- Born: 1914 Scotland
- Died: 22 August 2007 (aged 92–93)
- Occupations: Journalist, publicist, writer, public activist

= Leo Kelly =

Australian journalist (1914–2007)

Patrick Leo Kelly (1914–2007) was a journalist, publicist, writer and public activist. Initially a journalist, he was a successful publicist for public charities and a campaigner for the interests of indigenous Australians. Well known to Australian newspaper readers in the 1950s and 1960s for his historical features on a wide variety of topics in the Daily Mirror and other tabloids.
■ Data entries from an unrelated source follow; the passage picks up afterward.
//! Dead-letter queue manager (spec.md §4.8): periodic age/size-based
//! cleanup with optional archival, statistics, manual requeue, and a
//! dedicated delivery loop for `subscribe_to_dlq`. Batched pipeline
//! `RPUSH`+`EXPIRE` archival is grounded on the teacher's pipelined stream
//! maintenance in `message_consumer.rs::trim_stream` / `ConnectionWrapper::xtrim`,
//! extended here from trimming to archive-then-delete.

use std::sync::Arc;
use std::time::Duration;

use rotif_helpers::redis::{ConnectionWrapper, StreamTrimStrategy};
use rotif_helpers::time::Clock;
use tokio::sync::{broadcast, Mutex};
use tokio::task::JoinHandle;
use tracing::{debug, error, info, warn};

use crate::config::DlqCleanupConfig;
use crate::errors::RotifResult;
use crate::handler::MessageHandler;
use crate::keys::{dlq_archive_key, DLQ_STREAM_KEY};
use crate::scripts::ScriptRunner;
use crate::types::{DlqEntry, Message};

const DLQ_CONSUMER_GROUP: &str = "dlq-group";
const DLQ_CONSUMER_NAME: &str = "dlq-worker";
const ARCHIVE_TTL_SECS: i64 = 30 * 24 * 3600;

/// A point-in-time view of the dead-letter stream.
#[derive(Debug, Clone, Default, PartialEq, Eq)]
pub struct DlqStats {
    pub length: usize,
    pub oldest_age_secs: Option<u64>,
}

pub struct DlqManager {
    conn: ConnectionWrapper,
    scripts: Arc<ScriptRunner>,
    clock: Arc<dyn Clock>,
    config: Arc<Mutex<DlqCleanupConfig>>,
    cleanup_task: Mutex<Option<JoinHandle<()>>>,
    delivery_task: Mutex<Option<JoinHandle<()>>>,
    shutdown_tx: broadcast::Sender<()>,
}

impl DlqManager {
    pub fn new(
        conn: ConnectionWrapper,
        scripts: Arc<ScriptRunner>,
        clock: Arc<dyn Clock>,
        config: DlqCleanupConfig,
        shutdown_tx: broadcast::Sender<()>,
    ) -> Self {
        Self {
            conn,
            scripts,
            clock,
            config: Arc::new(Mutex::new(config)),
            cleanup_task: Mutex::new(None),
            delivery_task: Mutex::new(None),
            shutdown_tx,
        }
    }

    pub async fn get_stats(&self) -> RotifResult<DlqStats> {
        let mut conn = self.conn.clone();
        let length = conn.xlen(DLQ_STREAM_KEY).await?;
        let oldest = conn.xrange_count(DLQ_STREAM_KEY, 1).await?;
        let oldest_age_secs = oldest
            .ids
            .first()
            .and_then(DlqEntry::from_stream_id)
            .map(|entry| (self.clock.now_ms() / 1000).saturating_sub(entry.timestamp / 1000));
        Ok(DlqStats {
            length,
            oldest_age_secs,
        })
    }

    pub async fn get_messages(&self, limit: usize) -> RotifResult<Vec<DlqEntry>> {
        let mut conn = self.conn.clone();
        let reply = conn.xrange_count(DLQ_STREAM_KEY, limit).await?;
        Ok(reply.ids.iter().filter_map(DlqEntry::from_stream_id).collect())
    }

    pub async fn update_config(&self, config: DlqCleanupConfig) {
        *self.config.lock().await = config;
    }

    /// Runs one pass of the age/size cleanup algorithm from spec.md §4.8.
    pub async fn cleanup(&self) -> RotifResult<u64> {
        let config = self.config.lock().await.clone();
        let mut conn = self.conn.clone();
        let now_ms = self.clock.now_ms();
        let mut deleted = 0u64;

        loop {
            let batch = conn.xrange_count(DLQ_STREAM_KEY, config.batch_size).await?;
            if batch.ids.is_empty() {
                break;
            }

            let mut to_delete = Vec::new();
            for stream_id in &batch.ids {
                let Some(entry) = DlqEntry::from_stream_id(stream_id) else {
                    continue;
                };
                let age_ms = now_ms.saturating_sub(entry.timestamp);
                if age_ms > config.max_age_secs * 1000 {
                    to_delete.push((stream_id.id.clone(), entry));
                }
            }

            if to_delete.is_empty() {
                break;
            }

            if config.archive_before_delete {
                self.archive(&mut conn, &config, &to_delete).await?;
            }

            let ids: Vec<&str> = to_delete.iter().map(|(id, _)| id.as_str()).collect();
            deleted += conn.xdel(DLQ_STREAM_KEY, &ids).await? as u64;

            if to_delete.len() < config.batch_size {
                break;
            }
        }

        let length = conn.xlen(DLQ_STREAM_KEY).await?;
        if length as u64 > config.max_size {
            let overflow = length as u64 - config.max_size;
            let batch = conn.xrange_count(DLQ_STREAM_KEY, overflow as usize).await?;
            let entries: Vec<(String, DlqEntry)> = batch
                .ids
                .iter()
                .filter_map(|s| DlqEntry::from_stream_id(s).map(|e| (s.id.clone(), e)))
                .collect();
            if config.archive_before_delete {
                self.archive(&mut conn, &config, &entries).await?;
            }
            let ids: Vec<&str> = entries.iter().map(|(id, _)| id.as_str()).collect();
            if !ids.is_empty() {
                deleted += conn.xdel(DLQ_STREAM_KEY, &ids).await? as u64;
            }
        }

        if deleted > 0 {
            info!("DLQ cleanup removed {deleted} message(s)");
        }
        Ok(deleted)
    }

    async fn archive(
        &self,
        conn: &mut ConnectionWrapper,
        config: &DlqCleanupConfig,
        entries: &[(String, DlqEntry)],
    ) -> RotifResult<()> {
        let date = chrono::DateTime::from_timestamp_millis(self.clock.now_ms() as i64)
            .map(|dt| dt.format("%Y-%m-%d").to_string())
            .unwrap_or_else(|| "unknown".to_string());
        let archive_key = if config.archive_prefix == "rotif:dlq:archive" {
            dlq_archive_key(&date)
        } else {
            format!("{}:{date}", config.archive_prefix)
        };

        let records: Vec<String> = entries
            .iter()
            .filter_map(|(_, entry)| serde_json::to_string(entry).ok())
            .collect();
        if records.is_empty() {
            return Ok(());
        }

        conn.rpush(&archive_key, &records).await?;
        conn.expire(&archive_key, ARCHIVE_TTL_SECS).await?;
        Ok(())
    }

    /// Deletes every entry from the dead-letter stream.
    pub async fn clear(&self) -> RotifResult<()> {
        let mut conn = self.conn.clone();
        conn.xtrim(DLQ_STREAM_KEY, StreamTrimStrategy::MaxLen(0)).await?;
        Ok(())
    }

    /// Moves up to `count` dead-lettered messages back onto their original
    /// streams for reprocessing.
    pub async fn requeue_from_dlq(&self, count: usize) -> RotifResult<i64> {
        let mut conn = self.conn.clone();
        Ok(self.scripts.requeue_from_dlq(&mut conn, DLQ_STREAM_KEY, count).await?)
    }

    pub async fn start_auto_cleanup(self: &Arc<Self>) {
        let mut task_slot = self.cleanup_task.lock().await;
        if task_slot.is_some() {
            return;
        }
        let manager = self.clone();
        let mut shutdown_rx = self.shutdown_tx.subscribe();
        *task_slot = Some(tokio::spawn(async move {
            loop {
                let interval_secs = manager.config.lock().await.cleanup_interval_secs.max(1);
                tokio::select! {
                    _ = tokio::time::sleep(Duration::from_secs(interval_secs)) => {
                        if !manager.config.lock().await.enabled {
                            continue;
                        }
                        if let Err(e) = manager.cleanup().await {
                            error!("DLQ auto-cleanup failed: {e}");
                        }
                    }
                    _ = shutdown_rx.recv() => break,
                }
            }
        }));
    }

    pub async fn stop_auto_cleanup(&self) {
        if let Some(handle) = self.cleanup_task.lock().await.take() {
            handle.abort();
        }
    }

    /// Starts the dedicated DLQ-delivery loop: short-blocking reads against
    /// `rotif:dlq` under `dlq-group`/`dlq-worker`, acking on success and
    /// logging (never retrying or re-dead-lettering) on failure.
    pub async fn subscribe_to_dlq(self: &Arc<Self>, handler: Arc<dyn MessageHandler>) -> RotifResult<()> {
        let mut task_slot = self.delivery_task.lock().await;
        if task_slot.is_some() {
            return Ok(());
        }

        let mut conn = self.conn.clone();
        conn.xgroup_create_mkstream(DLQ_STREAM_KEY, DLQ_CONSUMER_GROUP).await?;

        let mut shutdown_rx = self.shutdown_tx.subscribe();
        *task_slot = Some(tokio::spawn(async move {
            loop {
                tokio::select! {
                    _ = shutdown_rx.recv() => {
                        debug!("DLQ delivery loop shutting down");
                        break;
                    }
                    read_result = conn.xreadgroup(DLQ_CONSUMER_GROUP, DLQ_CONSUMER_NAME, DLQ_STREAM_KEY, 100, 1000) => {
                        match read_result {
                            Ok(reply) => {
                                for key in reply.keys {
                                    for stream_id in key.ids {
                                        let Some(entry) = DlqEntry::from_stream_id(&stream_id) else {
                                            continue;
                                        };
                                        let message = Message {
                                            id: stream_id.id.clone(),
                                            channel: entry.channel.clone(),
                                            payload: entry.payload.clone(),
                                            timestamp: entry.timestamp,
                                            attempt: entry.attempt,
                                            pattern: entry.channel.clone(),
                                            exactly_once: false,
                                            dedup_ttl_secs: 0,
                                        };
                                        match handler.handle(&message).await {
                                            Ok(()) => {
                                                if let Err(e) = conn.xack(DLQ_STREAM_KEY, DLQ_CONSUMER_GROUP, &[&stream_id.id]).await {
                                                    error!("failed to ack DLQ delivery {}: {e}", stream_id.id);
                                                }
                                            }
                                            Err(e) => warn!("DLQ handler failed for {}: {e}", stream_id.id),
                                        }
                                    }
                                }
                            }
                            Err(e) => error!("DLQ delivery read failed: {e}"),
                        }
                    }
                }
            }
        }));
        Ok(())
    }

    pub async fn stop_delivery(&self) {
        if let Some(handle) = self.delivery_task.lock().await.take() {
            handle.abort();
        }
    }
}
He had innumerable artistic and literary pursuits, and his tastes were eclectic. He published poetry and plays, and in his youth was an accomplished actor.

==Family views==
Like many people at the time, their anti-fascist views led them to the far Left. They were members of the Australian Communist Party, and Kelly claimed all his life to be an adherent of Marxism, though he could never be described as orthodox. Naomi Kelly developed a public speaking career as a columnist on Australian Broadcasting Commission current affairs broadcasts. Helping her research and polish her presentations, Leo discovered his own talents for analysis and presentation of complex materials.. Medically excluded from military service in World War II, he became a journalist on the Young Mercury, transferring to the Canberra Times under the legendary Bill Shakespeare. At one stage posted to cover General Douglas MacArthur's wartime operations from his headquarters in Brisbane, Leo took up a position in the Department of Information in Melbourne in the post-war era.

Returning to the private sector following the dismantling of the DOI by the incoming government of Robert Menzies, Leo brought his young family to Sydney in 1948. In 1950 they settled down in the far southern suburb of Heathcote, surrounded by his beloved Royal National Park. His constant roaming of this subtropical forest region, which he was to leave only after his final illness, was a great source of spiritual strength.

==Becoming an activist==

In the 1960s, Kelly moved from journalism to public relations, becoming the national publicity officer for the Freedom From Hunger Campaign (which sent him on a memorable research visit to India and Sri Lanka), and for Tranby College, an institution serving indigenous youth in Glebe, Sydney. His interest in indigenous affairs grew stronger in later life. In 1981 he launched a major campaign entitled Operation Aborigine, and was campaign director for the Aboriginal leader Burnum Burnum's bid for a Senate seat in the 1980s.

Leo launched Goorialla, of which he was editor and principal writer, as a media vehicle for Operation Aborigine.

Leo kept up his historical writing throughout his life, commencing an epic research project into the history of the Australian Overland Telegraph Line in the 1960s. He worked through the archives in the State Library of South Australia in Adelaide, then traveled up the route of the "OT" from Adelaide to Darwin, by bus, car and on foot. Long delayed by his other commitments, the resulting Waddilecki the String was published in 2004 when he was 90.

While notionally an atheist in line with the teachings of Marx and Engels, Leo Kelly was in fact of a spiritual bent and was intrigued by mystical traditions in Buddhism, and Sufism in the Islamic world. He eventually found his transcendental moorings in Vedanta, to which he had been introduced by writers he respected like Christopher Isherwood and Aldous Huxley.

Leo Kelly died on 22 August 2007 after a long illness.